**DATASET RECORDS:**
//! In-process collaborators
//!
//! Used for local runs and tests: channels and tenant policies come from
//! configuration, conversations live in memory.

use super::{
    Activity, ChannelConfig, ChannelGateway, Conversation, ConversationStore, Member,
    NewConversation, TenantPolicy,
};
use async_trait::async_trait;
use outreach_common::config::GatewayConfig;
use outreach_common::types::{Attribute, ConversationId, TenantId};
use outreach_common::{Error, Result};
use std::collections::{HashMap, HashSet};
use std::sync::atomic::{AtomicBool, Ordering};
use tokio::sync::RwLock;
use uuid::Uuid;

/// Channel gateway over a fixed table of channels
pub struct StaticChannelGateway {
    channels: HashMap<String, ChannelConfig>,
    validator_channel: Option<String>,
}

impl StaticChannelGateway {
    pub fn new(validator_channel: Option<String>) -> Self {
        Self {
            channels: HashMap::new(),
            validator_channel,
        }
    }

    pub fn from_config(config: &GatewayConfig) -> Self {
        let channels = config
            .channels
            .iter()
            .map(|(token, c)| {
                (
                    token.clone(),
                    ChannelConfig {
                        enabled: c.enabled,
                        workspace_id: c.workspace_id.clone(),
                        channel_id: c.channel_id.clone(),
                        bot_id: c.bot_id.clone(),
                        session_window_hours: c.session_window_hours,
                    },
                )
            })
            .collect();
        Self {
            channels,
            validator_channel: config.validator_channel.clone(),
        }
    }

    pub fn with_channel(mut self, token: impl Into<String>, config: ChannelConfig) -> Self {
        self.channels.insert(token.into(), config);
        self
    }
}

#[async_trait]
impl ChannelGateway for StaticChannelGateway {
    async fn resolve_channel_config(&self, token: &str) -> Result<ChannelConfig> {
        self.channels
            .get(token)
            .cloned()
            .ok_or_else(|| Error::NotFound(format!("Channel {} not configured", token)))
    }

    async fn primary_validator_channel(&self) -> Result<String> {
        self.validator_channel
            .clone()
            .ok_or_else(|| Error::Config("No validator channel configured".to_string()))
    }
}

/// Tenant policy over fixed lists
#[derive(Default)]
pub struct StaticTenantPolicy {
    disabled: HashSet<TenantId>,
    rating: HashSet<TenantId>,
    contact_limit: Option<i64>,
}

impl StaticTenantPolicy {
    pub fn new() -> Self {
        Self::default()
    }

    pub fn from_config(config: &GatewayConfig) -> Self {
        Self {
            disabled: config.disabled_tenants.iter().copied().collect(),
            rating: config.rating_tenants.iter().copied().collect(),
            contact_limit: config.campaign_contact_limit,
        }
    }

    pub fn with_disabled(mut self, tenant_id: TenantId) -> Self {
        self.disabled.insert(tenant_id);
        self
    }

    pub fn with_rating(mut self, tenant_id: TenantId) -> Self {
        self.rating.insert(tenant_id);
        self
    }

    pub fn with_contact_limit(mut self, limit: i64) -> Self {
        self.contact_limit = Some(limit);
        self
    }
}

#[async_trait]
impl TenantPolicy for StaticTenantPolicy {
    async fn is_tenant_disabled(&self, tenant_id: TenantId) -> Result<bool> {
        Ok(self.disabled.contains(&tenant_id))
    }

    async fn is_rating_enabled(&self, tenant_id: TenantId) -> Result<bool> {
        Ok(self.rating.contains(&tenant_id))
    }

    async fn campaign_contact_limit(&self, _tenant_id: TenantId) -> Result<Option<i64>> {
        Ok(self.contact_limit)
    }
}

#[derive(Default)]
struct ConversationState {
    conversations: Vec<Conversation>,
    created: Vec<NewConversation>,
    activities: HashMap<ConversationId, Vec<Activity>>,
    attributes: HashMap<ConversationId, Vec<Attribute>>,
}

/// Conversation store held in memory.
///
/// Channel tokens map to channel ids through [`with_channel`]; lookups by
/// identity can be made to fail to exercise fallbacks.
///
/// [`with_channel`]: MemoryConversationStore::with_channel
#[derive(Default)]
pub struct MemoryConversationStore {
    state: RwLock<ConversationState>,
    channel_tokens: HashMap<String, String>,
    fail_identity_lookup: AtomicBool,
    fail_text_posts: AtomicBool,
}

impl MemoryConversationStore {
    pub fn new() -> Self {
        Self::default()
    }

    pub fn with_channel(mut self, token: impl Into<String>, channel_id: impl Into<String>) -> Self {
        self.channel_tokens.insert(token.into(), channel_id.into());
        self
    }

    pub fn fail_identity_lookup(&self, fail: bool) {
        self.fail_identity_lookup.store(fail, Ordering::SeqCst);
    }

    pub fn fail_text_posts(&self, fail: bool) {
        self.fail_text_posts.store(fail, Ordering::SeqCst);
    }

    /// Seed an existing conversation
    pub async fn insert(&self, conversation: Conversation) {
        self.state.write().await.conversations.push(conversation);
    }

    pub async fn conversations(&self) -> Vec<Conversation> {
        self.state.read().await.conversations.clone()
    }

    pub async fn get(&self, conversation_id: &str) -> Option<Conversation> {
        self.state
            .read()
            .await
            .conversations
            .iter()
            .find(|c| c.id == conversation_id)
            .cloned()
    }

    /// Specs passed to `create`, in order
    pub async fn created(&self) -> Vec<NewConversation> {
        self.state.read().await.created.clone()
    }

    pub async fn activities(&self, conversation_id: &str) -> Vec<Activity> {
        self.state
            .read()
            .await
            .activities
            .get(conversation_id)
            .cloned()
            .unwrap_or_default()
    }

    pub async fn attributes(&self, conversation_id: &str) -> Vec<Attribute> {
        self.state
            .read()
            .await
            .attributes
            .get(conversation_id)
            .cloned()
            .unwrap_or_default()
    }

    fn not_found(conversation_id: &str) -> Error {
        Error::NotFound(format!("Conversation {} not found", conversation_id))
    }
}

#[async_trait]
impl ConversationStore for MemoryConversationStore {
    async fn find_open_by_identities(
        &self,
        identities: &[String],
        channel_token: &str,
    ) -> Result<Option<Conversation>> {
        if self.fail_identity_lookup.load(Ordering::SeqCst) {
            return Err(Error::Delivery("identity index unavailable".to_string()));
        }
        let Some(channel_id) = self.channel_tokens.get(channel_token) else {
            return Ok(None);
        };
        Ok(self
            .state
            .read()
            .await
            .conversations
            .iter()
            .find(|c| c.open && &c.channel_id == channel_id && identities.contains(&c.phone))
            .cloned())
    }

    async fn find_open_by_identity_and_channel(
        &self,
        identity: &str,
        channel_id: &str,
        tenant_id: TenantId,
    ) -> Result<Option<Conversation>> {
        Ok(self
            .state
            .read()
            .await
            .conversations
            .iter()
            .find(|c| {
                c.open && c.phone == identity && c.channel_id == channel_id && c.tenant_id == tenant_id
            })
            .cloned())
    }

    async fn create(&self, new_conversation: NewConversation) -> Result<Conversation> {
        let conversation = Conversation {
            id: Uuid::new_v4().to_string(),
            tenant_id: new_conversation.tenant_id,
            channel_id: new_conversation.channel_id.clone(),
            phone: new_conversation.phone.clone(),
            members: new_conversation.members.clone(),
            team_id: new_conversation.team_id.clone(),
            assigned_user_id: new_conversation.assigned_user_id.clone(),
            tags: new_conversation.tags.clone(),
            created_by_channel: new_conversation.created_by_channel.clone(),
            open: true,
        };

        let mut state = self.state.write().await;
        state
            .attributes
            .insert(conversation.id.clone(), new_conversation.attributes.clone());
        state.created.push(new_conversation);
        state.conversations.push(conversation.clone());
        Ok(conversation)
    }

    async fn add_attributes(&self, conversation_id: &str, attributes: &[Attribute]) -> Result<()> {
        let mut state = self.state.write().await;
        if !state.conversations.iter().any(|c| c.id == conversation_id) {
            return Err(Self::not_found(conversation_id));
        }
        let stored = state
            .attributes
            .entry(conversation_id.to_string())
            .or_default();
        for attribute in attributes {
            stored.retain(|a| a.name != attribute.name);
            stored.push(attribute.clone());
        }
        Ok(())
    }

    async fn add_member(&self, conversation_id: &str, member: Member) -> Result<()> {
        let mut state = self.state.write().await;
        let conversation = state
            .conversations
            .iter_mut()
            .find(|c| c.id == conversation_id)
            .ok_or_else(|| Self::not_found(conversation_id))?;
        if !conversation.members.contains(&member) {
            conversation.members.push(member);
        }
        Ok(())
    }

    async fn post_activity(&self, conversation_id: &str, activity: Activity) -> Result<()> {
        if matches!(activity, Activity::Text { .. }) && self.fail_text_posts.load(Ordering::SeqCst)
        {
            return Err(Error::Delivery("channel rejected the text".to_string()));
        }
        let mut state = self.state.write().await;
        if !state.conversations.iter().any(|c| c.id == conversation_id) {
            return Err(Self::not_found(conversation_id));
        }
        state
            .activities
            .entry(conversation_id.to_string())
            .or_default()
            .push(activity);
        Ok(())
    }

    async fn close(&self, conversation_id: &str) -> Result<()> {
        let mut state = self.state.write().await;
        let conversation = state
            .conversations
            .iter_mut()
            .find(|c| c.id == conversation_id)
            .ok_or_else(|| Self::not_found(conversation_id))?;
        conversation.open = false;
        Ok(())
    }

    async fn has_open_conversation(&self, phone: &str, tenant_id: TenantId) -> Result<bool> {
        Ok(self
            .state
            .read()
            .await
            .conversations
            .iter()
            .any(|c| c.open && c.phone == phone && c.tenant_id == tenant_id))
    }
}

**WHAT NEEDS TO BE DONE:**
Look through the material for "fixed". Copy each line that has it.

**RESULT BELOW:**
/// Channel gateway over a fixed table of channels
/// Tenant policy over fixed lists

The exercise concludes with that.